## Exercise directions
Pick out the lines below with "success" and list them.
**** Material for the task ****
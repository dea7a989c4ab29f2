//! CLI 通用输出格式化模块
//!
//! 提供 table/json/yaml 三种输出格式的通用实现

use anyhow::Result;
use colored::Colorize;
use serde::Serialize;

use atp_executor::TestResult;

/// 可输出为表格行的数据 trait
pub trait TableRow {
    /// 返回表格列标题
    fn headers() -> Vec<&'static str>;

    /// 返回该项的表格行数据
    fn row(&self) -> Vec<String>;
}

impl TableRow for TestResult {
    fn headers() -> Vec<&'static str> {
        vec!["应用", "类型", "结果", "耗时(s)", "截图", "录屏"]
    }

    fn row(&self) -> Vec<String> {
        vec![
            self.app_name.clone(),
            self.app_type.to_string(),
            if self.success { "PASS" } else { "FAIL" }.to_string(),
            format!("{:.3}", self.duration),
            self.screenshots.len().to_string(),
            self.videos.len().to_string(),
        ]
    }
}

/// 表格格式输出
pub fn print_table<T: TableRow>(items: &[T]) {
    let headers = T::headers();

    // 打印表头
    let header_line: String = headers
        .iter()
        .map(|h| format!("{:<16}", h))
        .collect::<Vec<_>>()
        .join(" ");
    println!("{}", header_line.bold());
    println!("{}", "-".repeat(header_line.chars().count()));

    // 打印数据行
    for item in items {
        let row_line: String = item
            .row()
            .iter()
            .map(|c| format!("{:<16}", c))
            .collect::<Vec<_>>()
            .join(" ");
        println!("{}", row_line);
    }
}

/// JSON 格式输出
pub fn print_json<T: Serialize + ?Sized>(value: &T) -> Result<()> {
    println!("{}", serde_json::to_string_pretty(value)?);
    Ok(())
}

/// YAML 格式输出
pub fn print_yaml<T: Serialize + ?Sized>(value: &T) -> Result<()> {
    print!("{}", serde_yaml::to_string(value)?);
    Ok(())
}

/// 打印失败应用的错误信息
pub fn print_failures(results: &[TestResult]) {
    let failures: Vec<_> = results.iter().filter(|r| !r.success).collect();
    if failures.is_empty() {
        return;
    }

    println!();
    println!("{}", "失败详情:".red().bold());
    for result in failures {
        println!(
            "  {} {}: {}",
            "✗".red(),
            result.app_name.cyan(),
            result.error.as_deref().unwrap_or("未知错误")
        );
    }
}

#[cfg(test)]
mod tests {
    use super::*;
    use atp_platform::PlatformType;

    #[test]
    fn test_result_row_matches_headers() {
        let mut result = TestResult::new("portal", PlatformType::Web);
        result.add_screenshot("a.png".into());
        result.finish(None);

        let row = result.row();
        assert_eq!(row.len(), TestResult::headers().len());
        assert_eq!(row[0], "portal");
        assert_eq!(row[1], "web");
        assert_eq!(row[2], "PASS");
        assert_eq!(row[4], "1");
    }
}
****
## Output of the task
            if self.success { "PASS" } else { "FAIL" }.to_string(),
    let failures: Vec<_> = results.iter().filter(|r| !r.success).collect();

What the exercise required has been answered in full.